2.5 Years: “E-X-I-T spells ‘door goes outside.’”

Something clicks in kids’ brains some time in toddlerhood: they find out that there’s a strange form of magic that adults all know how to use. Mommy draws a string of lines and shapes on a calendar, or on a note on the fridge, and later, that same string of lines and shapes talks to Daddy. It says that school is out on Tuesday. Or that the power bill needs to be paid tomorrow.

It’s no coincidence that the word “spell” applies both to magic and to the construction of written words. They’re the same thing! We use letters to form messages that would be nothing but meaningless scribble, if we hadn’t all mastered the witchcraft of reading and writing. If I hadn’t been trained in this fine art of magic at an early age, I would only have to assume from context that the lighted sign above a store’s door means that it leads outdoors.

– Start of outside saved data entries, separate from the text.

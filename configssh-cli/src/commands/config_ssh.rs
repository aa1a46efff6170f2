//! `coder config-ssh`: keep `~/.ssh/config` and `~/.ssh/coder` in sync with
//! the user's workspaces.

use std::path::{Path, PathBuf};
use std::process::ExitCode;
use std::time::Duration;

use anyhow::{anyhow, bail, Context, Result};
use clap::Args;
use colored::Colorize;

use configssh_core::{EscapeOptions, Platform, SyncOptions, WaitMode};
use configssh_sync::{
    apply, fetch_workspace_hosts, plan, read_current, Plan, ProxyTarget, SyncPaths, SyncRequest,
    WriteResult,
};

use crate::binpath;
use crate::client::{HeaderSource, HttpDirectory};
use crate::prompt::{Answer, Prompt};

const FETCH_TIMEOUT: Duration = Duration::from_secs(30);

/// Arguments for `coder config-ssh`.
#[derive(Args, Debug)]
pub struct ConfigSshArgs {
    /// Specifies the path to an SSH config.
    #[arg(long, env = "CODER_SSH_CONFIG_FILE", default_value = "~/.ssh/config")]
    pub ssh_config_file: String,

    /// Specifies the path to the generated coder SSH config.
    #[arg(long, hide = true, default_value = "~/.ssh/coder")]
    pub ssh_coder_config_file: String,

    /// Specifies additional SSH options to embed in each host stanza.
    #[arg(short = 'o', long = "ssh-option", env = "CODER_SSH_CONFIG_OPTS")]
    pub ssh_option: Vec<String>,

    /// Show diff of changes that will be made.
    #[arg(short = 'D', long)]
    pub diff: bool,

    /// Specifies whether the ProxyCommand option should be skipped.
    #[arg(long, hide = true)]
    pub skip_proxy_command: bool,

    /// Override the default host prefix.
    #[arg(long, env = "CODER_CONFIGSSH_SSH_HOST_PREFIX")]
    pub ssh_host_prefix: Option<String>,

    /// Override the default hostname suffix. Takes precedence over a prefix.
    #[arg(long, env = "CODER_CONFIGSSH_SSH_HOSTNAME_SUFFIX")]
    pub ssh_hostname_suffix: Option<String>,

    /// Specifies whether or not to keep options from previous run of config-ssh.
    #[arg(long, env = "CODER_SSH_USE_PREVIOUS_OPTIONS")]
    pub use_previous_options: bool,

    /// Specifies whether or not to wait for the startup script to finish executing.
    #[arg(long, env = "CODER_CONFIGSSH_WAIT", default_value = "auto", value_name = "yes|no|auto")]
    pub wait: WaitMode,

    /// Disable starting the workspace automatically when connecting via SSH.
    #[arg(long, env = "CODER_CONFIGSSH_DISABLE_AUTOSTART")]
    pub disable_autostart: bool,

    /// Use '/' as the path separator in ProxyCommand, for unix-like shells on Windows.
    #[arg(long, env = "CODER_CONFIGSSH_UNIX_FILEPATHS")]
    pub force_unix_filepaths: bool,

    /// Absolute path to the coder binary used in ProxyCommand. Defaults to
    /// the binary running this command.
    #[arg(long, env = "CODER_SSH_CONFIG_BINARY_PATH", value_parser = binpath::parse_binary_path)]
    pub coder_binary_path: Option<String>,

    /// Bypass prompts.
    #[arg(short = 'y', long)]
    pub yes: bool,
}

impl ConfigSshArgs {
    pub fn run(
        self,
        config_root: &Path,
        headers: &HeaderSource,
        escape: EscapeOptions,
    ) -> Result<ExitCode> {
        if self.skip_proxy_command && self.wait != WaitMode::Auto {
            bail!("cannot specify both --skip-proxy-command and --wait");
        }

        let escaper = Platform::current().escaper(EscapeOptions {
            force_unix_separators: escape.force_unix_separators || self.force_unix_filepaths,
            ..escape
        });
        let paths = SyncPaths {
            ssh_config: expand_home(&self.ssh_config_file)?,
            coder_config: expand_home(&self.ssh_coder_config_file)?,
        };
        let current = read_current(&paths).context("read ssh config failed")?;

        let prompt = Prompt::new(self.yes);
        let mut changes = Vec::new();
        let mut options = SyncOptions {
            ssh_options: self.ssh_option.clone(),
            wait: self.wait,
            disable_autostart: self.disable_autostart,
            host_prefix: non_empty(self.ssh_host_prefix.as_deref()),
            hostname_suffix: non_empty(self.ssh_hostname_suffix.as_deref()),
            headers: headers.headers.clone(),
            header_command: non_empty(headers.command.as_deref()),
        };
        if let Some(last) = current.last_options() {
            if self.use_previous_options {
                options = last;
            } else if !self.diff && options != last {
                options.validate().context("invalid option from flag")?;
                match prompt.confirm(&options_question(&options, &last))? {
                    Answer::Yes => changes.push("Use new options".to_string()),
                    Answer::No => options = last,
                    Answer::Canceled => return Ok(ExitCode::SUCCESS),
                }
                if prompt.interactive() {
                    println!();
                }
            }
        }

        let proxy = if self.skip_proxy_command {
            None
        } else {
            Some(ProxyTarget {
                binary: binpath::resolve(self.coder_binary_path.as_deref())?,
                config_root: config_root.to_string_lossy().into_owned(),
            })
        };

        let directory = HttpDirectory::from_config_root(config_root, headers)?;
        let runtime = tokio::runtime::Builder::new_current_thread()
            .enable_all()
            .build()
            .context("start async runtime")?;
        let (hosts, deployment) = runtime.block_on(async {
            let hosts = fetch_workspace_hosts(&directory, FETCH_TIMEOUT).await?;
            let deployment = directory
                .deployment_ssh()
                .await
                .map_err(|e| anyhow!(e))
                .context("fetch coderd config failed")?;
            anyhow::Ok((hosts, deployment))
        })?;

        let request = SyncRequest {
            options: &options,
            deployment: &deployment,
            proxy: proxy.as_ref(),
            escaper: escaper.as_ref(),
        };
        let plan = plan(&paths, &current, &hosts, &request)?;
        changes.extend(plan.changes.changes.iter().cloned());

        if self.diff {
            return Ok(print_diff(&plan, &changes));
        }

        if changes.is_empty() {
            println!("No changes to make.");
            return Ok(ExitCode::SUCCESS);
        }

        let question = format!(
            "The following changes will be made to your SSH configuration:\n\n    * {}\n\n  Continue?",
            changes.join("\n    * ")
        );
        if prompt.confirm(&question)? != Answer::Yes {
            return Ok(ExitCode::SUCCESS);
        }
        if prompt.interactive() {
            println!();
        }

        for result in apply(&plan).context("write ssh config failed")? {
            if let WriteResult::Written { path } = result {
                println!("{} {:?}", "Updated".green(), path.display().to_string());
            }
        }

        match plan.desired.entries.first() {
            Some(entry) => {
                println!("You should now be able to ssh into your workspace.");
                println!("For example, try running:\n\n\t$ ssh {}", entry.host_pattern());
            }
            None => println!(
                "You don't have any workspaces yet, try creating one with:\n\n\t$ coder create <workspace>"
            ),
        }
        Ok(ExitCode::SUCCESS)
    }
}

/// Print the change list and unified diffs. Exit status 1 means at least
/// one file would change.
fn print_diff(plan: &Plan, changes: &[String]) -> ExitCode {
    if !plan.changes.files_differ() {
        println!("No changes to make.");
        return ExitCode::SUCCESS;
    }

    eprintln!(
        "Changes:\n\n  * {}\n",
        changes.join("\n  * ")
    );
    for diff in &plan.changes.diffs {
        for line in diff.unified_diff.lines() {
            println!("{}", color_line(line));
        }
    }
    ExitCode::from(1)
}

fn color_line(line: &str) -> String {
    if line.starts_with("+++") || line.starts_with("---") {
        line.bold().to_string()
    } else if line.starts_with('+') {
        line.green().to_string()
    } else if line.starts_with('-') {
        line.red().to_string()
    } else if line.starts_with("@@") {
        line.cyan().to_string()
    } else {
        line.to_string()
    }
}

fn options_question(new: &SyncOptions, old: &SyncOptions) -> String {
    format!(
        "New options differ from previous options:{}{}\n\n  Use new options?",
        options_block("New options", new),
        options_block("Previous options", old)
    )
}

fn options_block(label: &str, options: &SyncOptions) -> String {
    let list = options.as_list();
    if list.is_empty() {
        format!("\n\n  {label}: none")
    } else {
        format!("\n\n  {label}:\n    * {}", list.join("\n    * "))
    }
}

fn non_empty(value: Option<&str>) -> Option<String> {
    value.filter(|v| !v.is_empty()).map(str::to_string)
}

/// Expand a leading `~/` to the home directory.
fn expand_home(path: &str) -> Result<PathBuf> {
    match path.strip_prefix("~/") {
        Some(rest) => Ok(dirs::home_dir()
            .context("could not determine home directory")?
            .join(rest)),
        None => Ok(PathBuf::from(path)),
    }
}

#[cfg(test)]
mod tests {
    use super::*;

    #[test]
    fn absolute_paths_are_kept() {
        assert_eq!(expand_home("/etc/ssh/config").unwrap(), PathBuf::from("/etc/ssh/config"));
        assert_eq!(expand_home("relative/config").unwrap(), PathBuf::from("relative/config"));
    }

    #[test]
    fn tilde_prefix_is_expanded() {
        let home = dirs::home_dir().unwrap();
        assert_eq!(expand_home("~/.ssh/config").unwrap(), home.join(".ssh/config"));
    }

    #[test]
    fn options_question_lists_both_sides() {
        let new = SyncOptions {
            ssh_options: vec!["ForwardAgent=yes".into()],
            ..Default::default()
        };
        let question = options_question(&new, &SyncOptions::default());
        assert!(question.contains("New options:\n    * ssh-option: ForwardAgent=yes"));
        assert!(question.contains("Previous options: none"));
        assert!(question.ends_with("Use new options?"));
    }
}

My daughter had reached a rational conclusion. Pre-literate and working only from context, she could only assume that the secret message encoded above the door of the café said “Door goes outside.” She was correct enough—and she was engaging in the first crucial steps toward literacy: recognizing words and having some idea of their meaning. It was years before she could correctly identify that E-X-I-T spells “exit,” but “door goes outside” was close enough for me.